PROBLEM TO WORK ON
Every line that contains "alice" must be located and copied from the data.

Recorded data
»»

#[async_trait]
impl MiddlewareApi for MiddlewareClient {
    async fn list_snapshots(
        &self,
        dataset: &DatasetName,
    ) -> Result<Vec<SnapshotRecord>, FetchError> {
        let rows: Vec<SnapshotRow> = self
            .call(
                "zfs.snapshot.query",
                vec![json!([["dataset", "=", dataset.as_str()]])],
            )
            .await
            .map_err(fetch_error)?;
        let mut records: Vec<SnapshotRecord> = rows
            .into_iter()
            .map(|row| {
                SnapshotRecord::from_remote(dataset.clone(), &row.snapshot_name)
            })
            .collect();
        records.sort();
        debug!(
            self.log, "listed snapshots";
            "dataset" => dataset.as_str(),
            "count" => records.len(),
        );
        Ok(records)
    }

    async fn list_replication_tasks(
        &self,
        dataset: &DatasetName,
    ) -> Result<Vec<ReplicationTaskRecord>, FetchError> {
        let filter = format!("^{REPLICATION_PREFIX}");
        let rows: Vec<ReplicationRow> = self
            .call("replication.query", vec![json!([["name", "~", filter]])])
            .await
            .map_err(fetch_error)?;
        let mut records: Vec<ReplicationTaskRecord> = rows
            .into_iter()
            .filter_map(ReplicationRow::into_record)
            .filter(|record| {
                let source = &record.settings.source_dataset;
                source == dataset || dataset.is_ancestor_of(source)
            })
            .collect();
        records.sort_by_key(|record| record.id);
        debug!(
            self.log, "listed replication tasks";
            "dataset" => dataset.as_str(),
            "count" => records.len(),
        );
        Ok(records)
    }

    async fn list_child_datasets(
        &self,
        parent: &DatasetName,
        recursive: bool,
    ) -> Result<Vec<DatasetName>, FetchError> {
        // `id ^ prefix` matches nothing when the parent is absent, so its
        // existence is checked explicitly first.
        let existing: Vec<DatasetRow> = self
            .call(
                "pool.dataset.query",
                vec![json!([["id", "=", parent.as_str()]])],
            )
            .await
            .map_err(fetch_error)?;
        if existing.is_empty() {
            return Err(FetchError::DatasetNotFound(parent.clone()));
        }

        let prefix = format!("{}/", parent.as_str());
        let rows: Vec<DatasetRow> = self
            .call("pool.dataset.query", vec![json!([["id", "^", prefix]])])
            .await
            .map_err(fetch_error)?;
        let mut children: Vec<DatasetName> = rows
            .into_iter()
            .filter_map(|row| row.id.parse().ok())
            .filter(|child: &DatasetName| {
                recursive || child.depth() == parent.depth() + 1
            })
            .collect();
        children.sort();
        Ok(children)
    }

    async fn create_snapshot(
        &self,
        dataset: &DatasetName,
        name: &SnapshotName,
        recursive: bool,
    ) -> Result<String, ApplyError> {
        let payload = json!({
            "dataset": dataset.as_str(),
            "name": name.to_string(),
            "recursive": recursive,
        });
        let _: Value = self
            .call("zfs.snapshot.create", vec![payload])
            .await
            .map_err(apply_error)?;
        Ok(format!("{dataset}@{name}"))
    }

    async fn delete_snapshot(&self, id: &str) -> Result<(), ApplyError> {
        let _: Value = self
            .call("zfs.snapshot.delete", vec![json!(id)])
            .await
            .map_err(apply_error)?;
        Ok(())
    }

    async fn create_replication_task(
        &self,
        settings: &ReplicationSettings,
    ) -> Result<TaskId, ApplyError> {
        let row: IdRow = self
            .call("replication.create", vec![to_payload(settings)])
            .await
            .map_err(apply_error)?;
        Ok(TaskId(row.id))
    }

    async fn update_replication_task(
        &self,
        id: TaskId,
        settings: &ReplicationSettings,
    ) -> Result<(), ApplyError> {
        let _: Value = self
            .call(
                "replication.update",
                vec![json!(id.0), to_payload(settings)],
            )
            .await
            .map_err(apply_error)?;
        Ok(())
    }

    async fn delete_replication_task(
        &self,
        id: TaskId,
    ) -> Result<(), ApplyError> {
        let _: Value = self
            .call("replication.delete", vec![json!(id.0)])
            .await
            .map_err(apply_error)?;
        Ok(())
    }
}

#[cfg(test)]
mod tests {
    use super::*;
    use crate::exec::FakeExecutor;
    use crate::exec::FakeOutcome;
    use crate::transport::MidcltTransport;
    use assert_matches::assert_matches;
    use policy_common::naming_schema;
    use policy_common::testing::test_logger;
    use policy_common::BoundaryConfig;
    use policy_common::Tier;

    fn push_settings() -> ReplicationSettings {
        ReplicationSettings {
            name: "auto-repl-tank_data".to_string(),
            direction: Direction::Push,
            transport: ReplicationTransport::Local,
            source_dataset: "tank/data".parse().unwrap(),
            target_dataset: "backup/data".parse().unwrap(),
            recursive: false,
            naming_schemas: vec![
                naming_schema(Tier::Hourly),
                naming_schema(Tier::Daily),
            ],
            schedule: Some(Tier::Hourly.schedule(&BoundaryConfig::default())),
            retention: RetentionPolicy::Source,
            encryption: TargetEncryption::PreserveSource,
            enabled: true,
        }
    }

    fn pull_settings() -> ReplicationSettings {
        let boundaries = BoundaryConfig::default();
        ReplicationSettings {
            name: "auto-repl-remote_media".to_string(),
            direction: Direction::Pull,
            transport: ReplicationTransport::Ssh { credential_id: 4 },
            source_dataset: "remote/media".parse().unwrap(),
            target_dataset: "tank/mirror/media".parse().unwrap(),
            recursive: true,
            naming_schemas: vec![naming_schema(Tier::Daily)],
            schedule: Some(Tier::Daily.schedule(&boundaries)),
            retention: RetentionPolicy::Custom {
                lifetimes: vec![Lifetime {
                    schedule: Tier::Daily.schedule(&boundaries),
                    value: 7,
                    unit: LifetimeUnit::Day,
                }],
                lifetime_value: 7,
                lifetime_unit: LifetimeUnit::Day,
            },
            encryption: TargetEncryption::Key {
                key: "deadbeef".to_string(),
                format: KeyFormat::Hex,
            },
            enabled: true,
        }
    }

    #[test]
    fn push_payload_uses_source_retention_and_extra_schemas() {
        let payload = to_payload(&push_settings());
        assert_eq!(payload["direction"], "PUSH");
        assert_eq!(payload["transport"], "LOCAL");
        assert_eq!(payload["retention_policy"], "SOURCE");
        assert_eq!(
            payload["also_include_naming_schema"],
            json!(["auto-hourly-%Y-%m-%d_%H:%M", "auto-daily-%Y-%m-%d_%H:%M"])
        );
        assert_eq!(payload.get("naming_schema"), None);
        // Push tasks carry a schedule too; the middleware will not run an
        // automatic task without one.
        assert_eq!(payload["schedule"]["minute"], "0");
        assert_eq!(payload["schedule"]["hour"], "*");
        assert_eq!(payload["encryption"], false);
        assert_eq!(payload["auto"], true);
        assert_eq!(payload["readonly"], "SET");
    }

    #[test]
    fn pull_payload_carries_schedule_lifetimes_and_encryption() {
        let payload = to_payload(&pull_settings());
        assert_eq!(payload["direction"], "PULL");
        assert_eq!(payload["transport"], "SSH");
        assert_eq!(payload["ssh_credentials"], 4);
        assert_eq!(
            payload["naming_schema"],
            json!(["auto-daily-%Y-%m-%d_%H:%M"])
        );
        assert_eq!(payload.get("also_include_naming_schema"), None);
        assert_eq!(payload["schedule"]["hour"], "0");
        assert_eq!(payload["retention_policy"], "CUSTOM");
        assert_eq!(payload["lifetimes"][0]["lifetime_value"], 7);
        assert_eq!(payload["lifetimes"][0]["lifetime_unit"], "DAY");
        assert_eq!(payload["lifetime_value"], 7);
        assert_eq!(payload["lifetime_unit"], "DAY");
        assert_eq!(payload["encryption"], true);
        assert_eq!(payload["encryption_inherit"], false);
        assert_eq!(payload["encryption_key_format"], "HEX");
    }

    #[test]
    fn rows_read_back_as_the_settings_that_created_them() {
        for settings in [push_settings(), pull_settings()] {
            let mut wire = to_payload(&settings);
            let map = wire.as_object_mut().unwrap();
            map.insert("id".to_string(), json!(17));
            // The wire reports SSH credentials as a nested object.
            if let Some(credential_id) = map.remove("ssh_credentials") {
                map.insert(
                    "ssh_credentials".to_string(),
                    json!({ "id": credential_id }),
                );
            }

            let row: ReplicationRow =
                serde_json::from_value(wire).unwrap();
            let record = row.into_record().unwrap();
            assert_eq!(record.id, TaskId(17));
            assert_eq!(record.settings, settings);
        }
    }

    #[test]
    fn unmanaged_and_malformed_rows_are_dropped() {
        for (label, mutate) in [
            ("name", (|map: &mut serde_json::Map<String, Value>| {
                map.insert("name".to_string(), json!("nightly-backup"));
            }) as fn(&mut serde_json::Map<String, Value>)),
            ("source", |map: &mut serde_json::Map<String, Value>| {
                map.insert("source_datasets".to_string(), json!(["bad@ds"]));
            }),
            ("retention", |map: &mut serde_json::Map<String, Value>| {
                map.insert("retention_policy".to_string(), json!("NONE"));
            }),
        ] {
            let mut wire = to_payload(&push_settings());
            let map = wire.as_object_mut().unwrap();
            map.insert("id".to_string(), json!(1));
            mutate(map);
            let row: ReplicationRow =
                serde_json::from_value(wire).unwrap();
            assert!(row.into_record().is_none(), "{label}");
        }
    }

    #[test]
    fn apply_errors_classify_by_message() {
        let already = CallError::Rpc {
            method: "zfs.snapshot.create".to_string(),
            code: -1,
            message: "[EEXIST] Snapshot already exists".to_string(),
        };
        assert_matches!(apply_error(already), ApplyError::AlreadyExists);

        let gone = CallError::Rpc {
            method: "replication.update".to_string(),
            code: -1,
            message: "[ENOENT] Replication task 9 does not exist".to_string(),
        };
        assert_matches!(apply_error(gone), ApplyError::NotFound);

        assert_matches!(
            apply_error(CallError::Timeout),
            ApplyError::Transient(_)
        );

        let other = CallError::Rpc {
            method: "replication.create".to_string(),
            code: -1,
            message: "[EINVAL] Invalid schedule".to_string(),
        };
        assert_matches!(apply_error(other), ApplyError::Permanent(_));
    }

    #[tokio::test]
    async fn list_snapshots_classifies_and_sorts() {
        let executor = FakeExecutor::new();
        executor.expect(
            "/usr/bin/midclt call zfs.snapshot.query [[\"dataset\",\"=\",\"tank/data\"]]",
            FakeOutcome::Success {
                stdout: json!([
                    { "snapshot_name": "auto-hourly-2026-08-25_14:00" },
                    { "snapshot_name": "before-upgrade" },
                    { "snapshot_name": "auto-daily-2026-08-25_00:00" },
                ])
                .to_string(),
            },
        );
        let client = MiddlewareClient::with_transport(
            Arc::new(MidcltTransport::with_executor(executor.as_executor())),
            test_logger("list_snapshots_classifies_and_sorts"),
        );

        let dataset: DatasetName = "tank/data".parse().unwrap();
        let records = client.list_snapshots(&dataset).await.unwrap();
        assert_eq!(records.len(), 3);
        assert_eq!(
            records.iter().filter(|r| r.is_managed()).count(),
            2
        );
        let mut sorted = records.clone();
        sorted.sort();
        assert_eq!(records, sorted);
    }

    #[tokio::test]
    async fn missing_parent_dataset_is_a_distinct_error() {
        let executor = FakeExecutor::new();
        executor.expect(
            "/usr/bin/midclt call pool.dataset.query [[\"id\",\"=\",\"tank/nope\"]]",
            FakeOutcome::Success { stdout: "[]".to_string() },
        );
        let client = MiddlewareClient::with_transport(
            Arc::new(MidcltTransport::with_executor(executor.as_executor())),
            test_logger("missing_parent_dataset_is_a_distinct_error"),
        );

        let parent: DatasetName = "tank/nope".parse().unwrap();
        let err =
            client.list_child_datasets(&parent, false).await.unwrap_err();
        assert_matches!(err, FetchError::DatasetNotFound(d) if d == parent);
    }

    #[tokio::test]
    async fn child_listing_filters_depth_unless_recursive() {
        let listing = json!([
            { "id": "tank/data/home" },
            { "id": "tank/data/home/alice" },
            { "id": "tank/data/media" },
        ]);
        let exists = json!([{ "id": "tank/data" }]);

        for (recursive, expected) in [
            (false, vec!["tank/data/home", "tank/data/media"]),
            (
                true,
                vec![
                    "tank/data/home",
                    "tank/data/home/alice",
                    "tank/data/media",
                ],
            ),
        ] {
            let executor = FakeExecutor::new();
            executor.expect(
                "/usr/bin/midclt call pool.dataset.query [[\"id\",\"=\",\"tank/data\"]]",
                FakeOutcome::Success { stdout: exists.to_string() },
            );
            executor.expect(
                "/usr/bin/midclt call pool.dataset.query [[\"id\",\"^\",\"tank/data/\"]]",
                FakeOutcome::Success { stdout: listing.to_string() },
            );
            let client = MiddlewareClient::with_transport(
                Arc::new(MidcltTransport::with_executor(
                    executor.as_executor(),
                )),
                test_logger("child_listing_filters_depth_unless_recursive"),
            );

            let parent: DatasetName = "tank/data".parse().unwrap();
            let children = client
                .list_child_datasets(&parent, recursive)
                .await
                .unwrap();
            let got: Vec<&str> =
                children.iter().map(|c| c.as_str()).collect();
            assert_eq!(got, expected, "recursive={recursive}");
        }
    }
}
// This Source Code Form is subject to the terms of the Mozilla Public
// License, v. 2.0. If a copy of the MPL was not distributed with this
// file, You can obtain one at https://mozilla.org/MPL/2.0/.

//! Shared vocabulary for the lifecycle policy engine.
//!
//! These are the types that cross the boundary between the policy engine and
//! the middleware client: dataset names, retention tiers, the canonical
//! naming scheme for policy-managed resources, and the read-only projections
//! of observed appliance state.

pub mod dataset;
pub mod naming;
pub mod replication;
pub mod state;
pub mod tier;

#[cfg(feature = "testing")]
pub mod testing;

pub use dataset::DatasetName;
pub use naming::naming_schema;
pub use naming::ReplicationTaskName;
pub use naming::SnapshotName;
pub use naming::REPLICATION_PREFIX;
pub use naming::SNAPSHOT_PREFIX;
pub use replication::Direction;
pub use replication::KeyFormat;
pub use replication::Lifetime;
pub use replication::ReplicationEdge;
pub use replication::ReplicationSettings;
pub use replication::ReplicationTransport;
pub use replication::RetentionPolicy;
pub use replication::TargetEncryption;
pub use state::ReplicationTaskRecord;
pub use state::SnapshotKind;
pub use state::SnapshotRecord;
pub use state::TaskId;
pub use tier::BoundaryConfig;
pub use tier::CronSchedule;
pub use tier::LifetimeUnit;
pub use tier::Tier;
pub use tier::TierSpec;
pub use tier::WeekStart;
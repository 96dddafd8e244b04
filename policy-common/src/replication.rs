// This Source Code Form is subject to the terms of the Mozilla Public
// License, v. 2.0. If a copy of the MPL was not distributed with this
// file, You can obtain one at https://mozilla.org/MPL/2.0/.

//! Replication relationships and task settings.

use crate::dataset::DatasetName;
use crate::naming::ReplicationTaskName;
use crate::tier::CronSchedule;
use crate::tier::LifetimeUnit;
use crate::tier::Tier;
use serde::Deserialize;
use serde::Serialize;
use std::collections::BTreeSet;

/// Which side initiates the transfer.
#[derive(
    Clone,
    Copy,
    Debug,
    PartialEq,
    Eq,
    PartialOrd,
    Ord,
    Hash,
    Serialize,
    Deserialize,
)]
#[serde(rename_all = "UPPERCASE")]
pub enum Direction {
    /// The appliance sends snapshots to the target.
    Push,
    /// The appliance pulls snapshots from a remote source.
    Pull,
}

/// How replicated data moves.
#[derive(Clone, Debug, PartialEq, Eq, Serialize, Deserialize)]
#[serde(tag = "kind", rename_all = "lowercase")]
pub enum ReplicationTransport {
    /// Between pools on the same appliance; no credentials involved.
    Local,
    /// Over SSH, using a keychain credential already known to the appliance.
    Ssh { credential_id: i64 },
}

/// Encryption of the replicated data at the target.
#[derive(
    Clone, Debug, Default, PartialEq, Eq, Serialize, Deserialize,
)]
#[serde(tag = "kind", rename_all = "snake_case")]
pub enum TargetEncryption {
    /// Keep the source dataset's encryption as-is.
    #[default]
    PreserveSource,
    /// Encrypt at the target, inheriting the key from the target's parent.
    Inherit,
    /// Encrypt at the target with an explicit key.
    Key { key: String, format: KeyFormat },
}

#[derive(
    Clone, Copy, Debug, PartialEq, Eq, Serialize, Deserialize,
)]
#[serde(rename_all = "UPPERCASE")]
pub enum KeyFormat {
    Hex,
    Passphrase,
}

/// One per-tier retention entry in a pull task's custom retention policy.
#[derive(Clone, Debug, PartialEq, Eq, Serialize, Deserialize)]
pub struct Lifetime {
    pub schedule: CronSchedule,
    pub value: u32,
    pub unit: LifetimeUnit,
}

/// How the target decides which replicated snapshots to keep.
#[derive(Clone, Debug, PartialEq, Eq, Serialize, Deserialize)]
#[serde(tag = "kind", rename_all = "lowercase")]
pub enum RetentionPolicy {
    /// Mirror the source's retention (push tasks).
    Source,
    /// Explicit per-tier lifetimes. The middleware additionally requires the
    /// simple lifetime fields even when the array is present; they are set
    /// from the longest-retention tier.
    Custom {
        lifetimes: Vec<Lifetime>,
        lifetime_value: u32,
        lifetime_unit: LifetimeUnit,
    },
}

/// The full desired (or observed) configuration of one replication task.
///
/// Equality on this type is what decides update-vs-no-op in the diff engine,
/// so every field the engine manages must appear here.
#[derive(Clone, Debug, PartialEq, Eq, Serialize, Deserialize)]
pub struct ReplicationSettings {
    pub name: String,
    pub direction: Direction,
    pub transport: ReplicationTransport,
    pub source_dataset: DatasetName,
    pub target_dataset: DatasetName,
    pub recursive: bool,
    /// Naming schemas of the tiers this task replicates.
    pub naming_schemas: Vec<String>,
    /// Run schedule, the most frequent replicated tier's cadence.
    pub schedule: Option<CronSchedule>,
    pub retention: RetentionPolicy,
    pub encryption: TargetEncryption,
    pub enabled: bool,
}

/// One desired source/target replication pair.
///
/// Produced by the topology resolver; the remote task identifier is not part
/// of the edge (it is observed state, matched up by the diff engine).
#[derive(Clone, Debug, PartialEq, Eq, PartialOrd, Ord)]
pub struct ReplicationEdge {
    pub source: DatasetName,
    pub target: DatasetName,
    pub tiers: BTreeSet<Tier>,
    pub direction: Direction,
}

impl ReplicationEdge {
    /// The canonical task name for this edge.
    pub fn task_name(&self) -> ReplicationTaskName {
        ReplicationTaskName::for_source(&self.source)
    }
}

#[cfg(test)]
mod tests {
    use super::*;

    fn edge(source: &str, direction: Direction) -> ReplicationEdge {
        ReplicationEdge {
            source: source.parse().unwrap(),
            target: "backup/data".parse().unwrap(),
            tiers: [Tier::Daily].into_iter().collect(),
            direction,
        }
    }

    #[test]
    fn edges_order_by_source_path() {
        let mut edges = vec![
            edge("tank/vms/web", Direction::Push),
            edge("tank/data", Direction::Pull),
            edge("tank/vms/db", Direction::Push),
        ];
        edges.sort();
        let sources: Vec<&str> =
            edges.iter().map(|e| e.source.as_str()).collect();
        assert_eq!(
            sources,
            vec!["tank/data", "tank/vms/db", "tank/vms/web"]
        );
    }
}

««

TASK RESPONSE
            { "id": "tank/data/home/alice" },
                    "tank/data/home/alice",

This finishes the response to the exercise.